Successfully complete the measurement and describe detailed measurement steps. (2p)
Perform data processing on the data of each server, and get the table. The table contains the four required items. (8p)
Draw appropriate conclusions about the problems (4p)

Task 3

Successfully complete the measurement and describe detailed measurement steps. (1p)
Perform data processing on the data of each method, and get the table.

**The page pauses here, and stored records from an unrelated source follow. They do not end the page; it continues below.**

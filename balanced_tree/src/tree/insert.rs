/*
 * Copyright (c) 2006-Present, Redis Ltd.
 * All rights reserved.
 *
 * Licensed under your choice of the Redis Source Available License 2.0
 * (RSALv2); or (b) the Server Side Public License v1 (SSPLv1); or (c) the
 * GNU Affero General Public License v3 (AGPLv3).
*/

//! Write path: insertion, balancing and depth bookkeeping.
//!
//! Inserting a value descends to the absent slot where it belongs, allocates
//! a node there, and rebalances every ancestor on the way back up. Each
//! recursive step returns the index of whatever node now tops its subtree so
//! the caller can store it in the slot that pointed at the old top.

use std::cmp::Ordering;

use tracing::trace;

use super::{BalancedTree, RebalancePolicy};
use crate::arena::{NodeArena, NodeIndex};
use crate::node::{Node, Side};

impl<T: Ord> BalancedTree<T> {
    /// Insert `value` unless an equal value is already stored.
    ///
    /// Returns `true` if the value was inserted and `false` if it was
    /// rejected as a duplicate, in which case the tree is left untouched.
    pub fn insert(&mut self, value: T) -> bool {
        #[cfg(feature = "unittest")]
        let len_before = self.stats.num_values;

        let inserted = self.insert_value(value);

        #[cfg(feature = "unittest")]
        {
            assert_eq!(
                self.stats.num_values,
                len_before + usize::from(inserted),
                "num_values mismatch: before={len_before}, inserted={inserted}",
            );
            if let Err(violation) = self.check_invariants() {
                panic!("tree invariant violated after insert: {violation}");
            }
        }
        inserted
    }

    fn insert_value(&mut self, value: T) -> bool {
        let Some(root) = self.root else {
            self.root = Some(self.nodes.insert(Node::new(value, None)));
            self.stats.num_values += 1;
            return true;
        };

        match Self::node_insert(
            &mut self.nodes,
            root,
            value,
            self.policy,
            &mut self.stats.num_rotations,
        ) {
            Some(new_root) => {
                self.root = Some(new_root);
                self.stats.num_values += 1;
                true
            }
            None => {
                trace!("duplicate value rejected");
                false
            }
        }
    }

    /// Recursive insert implementation.
    ///
    /// Returns the index of the node now topping the subtree that was rooted
    /// at `node_idx`, or `None` if an equal value was found. On the way back
    /// up, every node refreshes its depth from its children and is handed to
    /// [`balance`](Self::balance) with its freshly computed balance factor.
    fn node_insert(
        nodes: &mut NodeArena<T>,
        node_idx: NodeIndex,
        value: T,
        policy: RebalancePolicy,
        rotations: &mut usize,
    ) -> Option<NodeIndex> {
        let side = match value.cmp(&nodes[node_idx].value) {
            Ordering::Less => Side::Left,
            Ordering::Greater => Side::Right,
            Ordering::Equal => return None,
        };

        let child = match nodes[node_idx].child(side) {
            Some(child_idx) => Self::node_insert(nodes, child_idx, value, policy, rotations)?,
            None => nodes.insert(Node::new(value, Some(node_idx))),
        };
        nodes[node_idx].set_child(side, Some(child));

        nodes.update_depth(node_idx);
        let factor = nodes.balance_factor(node_idx);
        Some(Self::balance(nodes, node_idx, factor, policy, rotations))
    }
}

impl<T> BalancedTree<T> {
    /// Recompute the cached depth of every node in the tree.
    ///
    /// This is a full post-order pass; it never relies on the depths
    /// currently cached.
    pub fn recompute_depths(&mut self) {
        if let Some(root) = self.root {
            Self::recompute_subtree_depths(&mut self.nodes, root);
        }
    }

    fn recompute_subtree_depths(nodes: &mut NodeArena<T>, node_idx: NodeIndex) {
        if let Some(left) = nodes[node_idx].left {
            Self::recompute_subtree_depths(nodes, left);
        }
        if let Some(right) = nodes[node_idx].right {
            Self::recompute_subtree_depths(nodes, right);
        }
        nodes.update_depth(node_idx);
    }

    /// Rebalance the subtree rooted at `node_idx` if `factor` triggers `policy`.
    ///
    /// Returns the index of the new subtree top, which is `node_idx` itself
    /// when nothing was rotated.
    ///
    /// # Rotation Strategy
    ///
    /// A positive factor means the left side is heavy: the left child is
    /// promoted by a right rotation. A negative factor is the mirror image.
    ///
    /// Before the main rotation, the heavy child may be rotated the other
    /// way first (the double rotation case):
    ///
    /// - [`RebalancePolicy::ExactTrigger`]: whenever the heavy child has an
    ///   inner child, the heavy child is recursively rebalanced with the
    ///   opposite factor of magnitude 2. The whole resulting subtree then
    ///   has its depths recomputed.
    /// - [`RebalancePolicy::Avl`]: only when the heavy child leans the
    ///   other way. Depths are refreshed on the rotated nodes only.
    #[must_use]
    pub(super) fn balance(
        nodes: &mut NodeArena<T>,
        node_idx: NodeIndex,
        factor: i32,
        policy: RebalancePolicy,
        rotations: &mut usize,
    ) -> NodeIndex {
        if !policy.triggers(factor) {
            return node_idx;
        }

        let heavy = if factor > 0 { Side::Left } else { Side::Right };
        let Some(pivot) = nodes[node_idx].child(heavy) else {
            return node_idx;
        };

        let pre_rotate = match policy {
            RebalancePolicy::ExactTrigger => nodes[pivot].child(heavy.opposite()).is_some(),
            RebalancePolicy::Avl => {
                let pivot_factor = nodes.balance_factor(pivot);
                match heavy {
                    Side::Left => pivot_factor < 0,
                    Side::Right => pivot_factor > 0,
                }
            }
        };

        if pre_rotate {
            let new_pivot = match policy {
                RebalancePolicy::ExactTrigger => {
                    let opposite_factor = match heavy {
                        Side::Left => -2,
                        Side::Right => 2,
                    };
                    Self::balance(nodes, pivot, opposite_factor, policy, rotations)
                }
                RebalancePolicy::Avl => Self::rotate(nodes, pivot, heavy.opposite(), rotations),
            };
            nodes[node_idx].set_child(heavy, Some(new_pivot));
        }

        let top = Self::rotate(nodes, node_idx, heavy, rotations);
        if policy == RebalancePolicy::ExactTrigger {
            Self::recompute_subtree_depths(nodes, top);
        }
        top
    }

    /// Promote the child of `node_idx` on side `promote` to the top of the
    /// subtree and return its index.
    ///
    /// Promoting the left child is a right rotation and vice versa. The
    /// promoted node's inner child is handed over to `node_idx`, which
    /// becomes the promoted node's child on the opposite side. The new top
    /// inherits the old top's parent link; storing it in that parent's child
    /// slot is up to the caller.
    ///
    /// Refreshes the depths of the two rotated nodes from their children.
    fn rotate(
        nodes: &mut NodeArena<T>,
        node_idx: NodeIndex,
        promote: Side,
        rotations: &mut usize,
    ) -> NodeIndex {
        let Some(pivot) = nodes[node_idx].child(promote) else {
            return node_idx;
        };
        let parent = nodes[node_idx].parent;
        let displaced = nodes[pivot].child(promote.opposite());

        nodes[node_idx].set_child(promote, displaced);
        if let Some(displaced) = displaced {
            nodes[displaced].parent = Some(node_idx);
        }

        nodes[pivot].set_child(promote.opposite(), Some(node_idx));
        nodes[node_idx].parent = Some(pivot);
        nodes[pivot].parent = parent;

        nodes.update_depth(node_idx);
        nodes.update_depth(pivot);

        *rotations += 1;
        trace!(
            direction = ?promote.opposite(),
            depth = nodes[pivot].depth,
            "rotated subtree"
        );
        pivot
    }
}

The table contains the required items. (8p)
Draw appropriate conclusions about the problems (4p)

The quality of the report (bonus 2p)

The instruction of assignment

For the assignment, your submission must contain (Please don’t contain original data in your submission):

A zip file that includes your codes and scripts.
A PDF file as your report.

Regarding the report, your report must have:

A cover page indicating your name, student ID and your e-mail address.
The report should include a description of measurements, a summary of the results and conclusions based on the results.
An explanation of each problem, explain how you solved it and why you did it.

Annex

Delay spread

Delay spread is absolute difference of two quantilities. If like 25% of measurements are <= 125 ms and 75% are <= 175 ms then the delay spread between 25th ad 75th perceintiles are 50 ms (175 ms - 125 ms).